There’s an interesting article in the May, 2014 issue of Harvard Business Review, entitled, “In Hiring, Algorithms Beat Instinct.”

According to the authors, we would be better served by letting algorithms do the heavy lifting before inserting our own bias-filled and easily distracted selves into the hiring equation.

The authors (Kuncel, Ones and Klieger) suggest, “…that a simple equation outperforms human decisions by at least 25%.” They offer that their findings extend to situations with large pools of candidates and at all levels from front-line to the C-Suite. They further cite our propensity to be thrown off by our cognitive biases, irrelevant data points, arbitrary comments in conversation and candidate compliments as reasons why we might need some objective help in our hiring decisions.

Provocative.

I’m experienced enough and comfortable enough in my own skin to recognize and agonize just a bit over my own hiring gaffes during the course of my career. Two in particular haunt my hiring dreams. In both cases, I would have taken a bullet for the decision on the front-end, only to discover in one case a fatal character flaw and in another, a fatal cultural incompatibility. An extra layer of insurance up front in the form of help from a reliable, predictive test instrument would have been highly valued in identifying and helping rule out these candidates before I made those costly mistakes.

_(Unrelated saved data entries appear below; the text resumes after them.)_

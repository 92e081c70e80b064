//! SQLite integration: connections that can decrypt in SQL, the encrypted
//! column catalog, DDL, and the data-access functions built on them.
//!
//! Every connection handed out by this module has the decrypt functions
//! registered. Code that opens its own `rusqlite::Connection` must call
//! [`functions::register`] before querying encrypted columns with
//! [`column::EncryptedColumn::decrypted_expr`].

pub mod accounts;
pub mod column;
pub mod functions;
pub mod schema;
pub mod transactions;

use std::path::{Path, PathBuf};

use common::EncryptionError;
use r2d2::{CustomizeConnection, Pool};
use r2d2_sqlite::SqliteConnectionManager;
use rusqlite::Connection;
use thiserror::Error;
use tracing::{debug, info};

use crate::codec::FieldCodec;

pub type DbPool = Pool<SqliteConnectionManager>;

const DEFAULT_POOL_SIZE: u32 = 4;

const CONNECTION_PRAGMAS: &str = "PRAGMA foreign_keys = ON;
     PRAGMA busy_timeout = 5000;";

/// Errors produced by the storage layer.
#[derive(Debug, Error)]
pub enum StoreError {
    #[error("database error: {0}")]
    Database(#[from] rusqlite::Error),

    #[error("connection pool error: {0}")]
    Pool(#[from] r2d2::Error),

    #[error(transparent)]
    Encryption(#[from] EncryptionError),

    #[error("database file not found: {0}")]
    MissingDatabase(PathBuf),

    #[error("not found: {0}")]
    NotFound(String),

    #[error("already exists: {0}")]
    Duplicate(String),

    #[error("invalid input: {0}")]
    Invalid(String),
}

/// Applies pragmas and registers the decrypt functions on each new physical
/// connection the pool opens.
#[derive(Debug)]
struct EncryptionCustomizer {
    codec: FieldCodec,
}

impl CustomizeConnection<Connection, rusqlite::Error> for EncryptionCustomizer {
    fn on_acquire(&self, conn: &mut Connection) -> Result<(), rusqlite::Error> {
        conn.execute_batch(CONNECTION_PRAGMAS)?;
        functions::register(conn, &self.codec).map_err(|e| match e {
            StoreError::Database(inner) => inner,
            other => rusqlite::Error::UserFunctionError(Box::new(other)),
        })
    }
}

/// Open a single connection with pragmas applied and functions registered.
///
/// # Errors
///
/// Returns [`StoreError::MissingDatabase`] if `path` does not exist, and
/// database or key errors from setup.
pub fn open_connection(path: &Path, codec: &FieldCodec) -> Result<Connection, StoreError> {
    if !path.exists() {
        return Err(StoreError::MissingDatabase(path.to_path_buf()));
    }
    let conn = Connection::open(path)?;
    prepare_connection(&conn, codec)?;
    debug!(path = %path.display(), "connection opened");
    Ok(conn)
}

/// In-memory connection with the same setup as [`open_connection`].
///
/// # Errors
///
/// Returns database or key errors from setup.
pub fn open_in_memory(codec: &FieldCodec) -> Result<Connection, StoreError> {
    let conn = Connection::open_in_memory()?;
    prepare_connection(&conn, codec)?;
    Ok(conn)
}

fn prepare_connection(conn: &Connection, codec: &FieldCodec) -> Result<(), StoreError> {
    conn.execute_batch(CONNECTION_PRAGMAS)?;
    functions::register(conn, codec)
}

/// Build a connection pool over the database at `path`, creating the file if
/// needed. Every pooled connection has the decrypt functions registered.
///
/// # Errors
///
/// Returns [`StoreError::Pool`] if the initial connections cannot be
/// established, which includes an unavailable key.
pub fn build_pool(path: &Path, codec: &FieldCodec) -> Result<DbPool, StoreError> {
    info!(path = %path.display(), "opening encrypted store");

    let manager = SqliteConnectionManager::file(path);
    let pool = Pool::builder()
        .max_size(DEFAULT_POOL_SIZE)
        .connection_customizer(Box::new(EncryptionCustomizer { codec: codec.clone() }))
        .build(manager)?;

    // Journal mode is database-wide; once is enough.
    {
        let conn = pool.get()?;
        conn.execute_batch("PRAGMA journal_mode = WAL;")?;
    }
    Ok(pool)
}

/// Whether `err` means the table or column is absent from this database.
pub fn is_missing_schema(err: &rusqlite::Error) -> bool {
    let msg = match err {
        rusqlite::Error::SqliteFailure(_, Some(msg)) => msg,
        rusqlite::Error::SqlInputError { msg, .. } => msg,
        _ => return false,
    };
    msg.starts_with("no such table") || msg.starts_with("no such column")
}

#[cfg(test)]
mod tests {
    use super::*;
    use crate::codec::tests::test_codec;

    #[test]
    fn open_connection_requires_existing_file() {
        let dir = tempfile::tempdir().unwrap();
        let path = dir.path().join("absent.db");
        let err = open_connection(&path, &test_codec()).unwrap_err();
        assert!(matches!(err, StoreError::MissingDatabase(p) if p == path));
    }

    #[test]
    fn every_pooled_connection_can_decrypt() {
        let dir = tempfile::tempdir().unwrap();
        let codec = test_codec();
        let pool = build_pool(&dir.path().join("store.db"), &codec).unwrap();

        let token = codec
            .encrypt_value(Some(&common::FieldValue::from("Rent")), common::LogicalType::Text)
            .unwrap();
        let held: Vec<_> = (0..DEFAULT_POOL_SIZE).map(|_| pool.get().unwrap()).collect();
        for conn in &held {
            let plain: Option<String> = conn
                .query_row("SELECT decrypt_text(?1)", [&token], |row| row.get(0))
                .unwrap();
            assert_eq!(plain.as_deref(), Some("Rent"));
        }
    }

    #[test]
    fn missing_schema_is_detected() {
        let conn = open_in_memory(&test_codec()).unwrap();
        let table = conn.prepare("SELECT id FROM budgets").unwrap_err();
        assert!(is_missing_schema(&table));

        conn.execute_batch("CREATE TABLE budgets (id INTEGER PRIMARY KEY)").unwrap();
        let column = conn.prepare("SELECT category FROM budgets").unwrap_err();
        assert!(is_missing_schema(&column));

        let syntax = conn.prepare("SELEC 1").unwrap_err();
        assert!(!is_missing_schema(&syntax));
    }
}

However, (you had to know there was a “however” coming somewhere in this post) I truly struggle with the idea of deferring my up-front candidate pool crunching to an instrument. In particular, I fear missing out on the unique or outlier candidate that might be fairly wide of the algorithm’s parameters.

Many of my most successful hires have come from non-traditional backgrounds with very unique experiences to draw upon in our work. I’ve made a habit of avoiding HR screening of the candidate pool (particularly for strategic roles) in search of people with diverse and non-traditional backgrounds and success in analogous situations. While perhaps it’s a personal oddity of my own practices, I’m more interested in discovering remarkable people than I am in identifying perfect people.

The Bottom-Line for Now:

I’m intrigued by the help that these tools can provide. I’m also leery of suspending judgment and/or relegating my evaluation process to the candidates our screening instruments deem worthy of consideration. Some of the great contributors of my career wouldn’t have made it past HR without a hall pass from me, and I’m not willing or ready to relegate this to a program tuned by someone with a lot less interest, curiosity and drive to discover the next great contributor.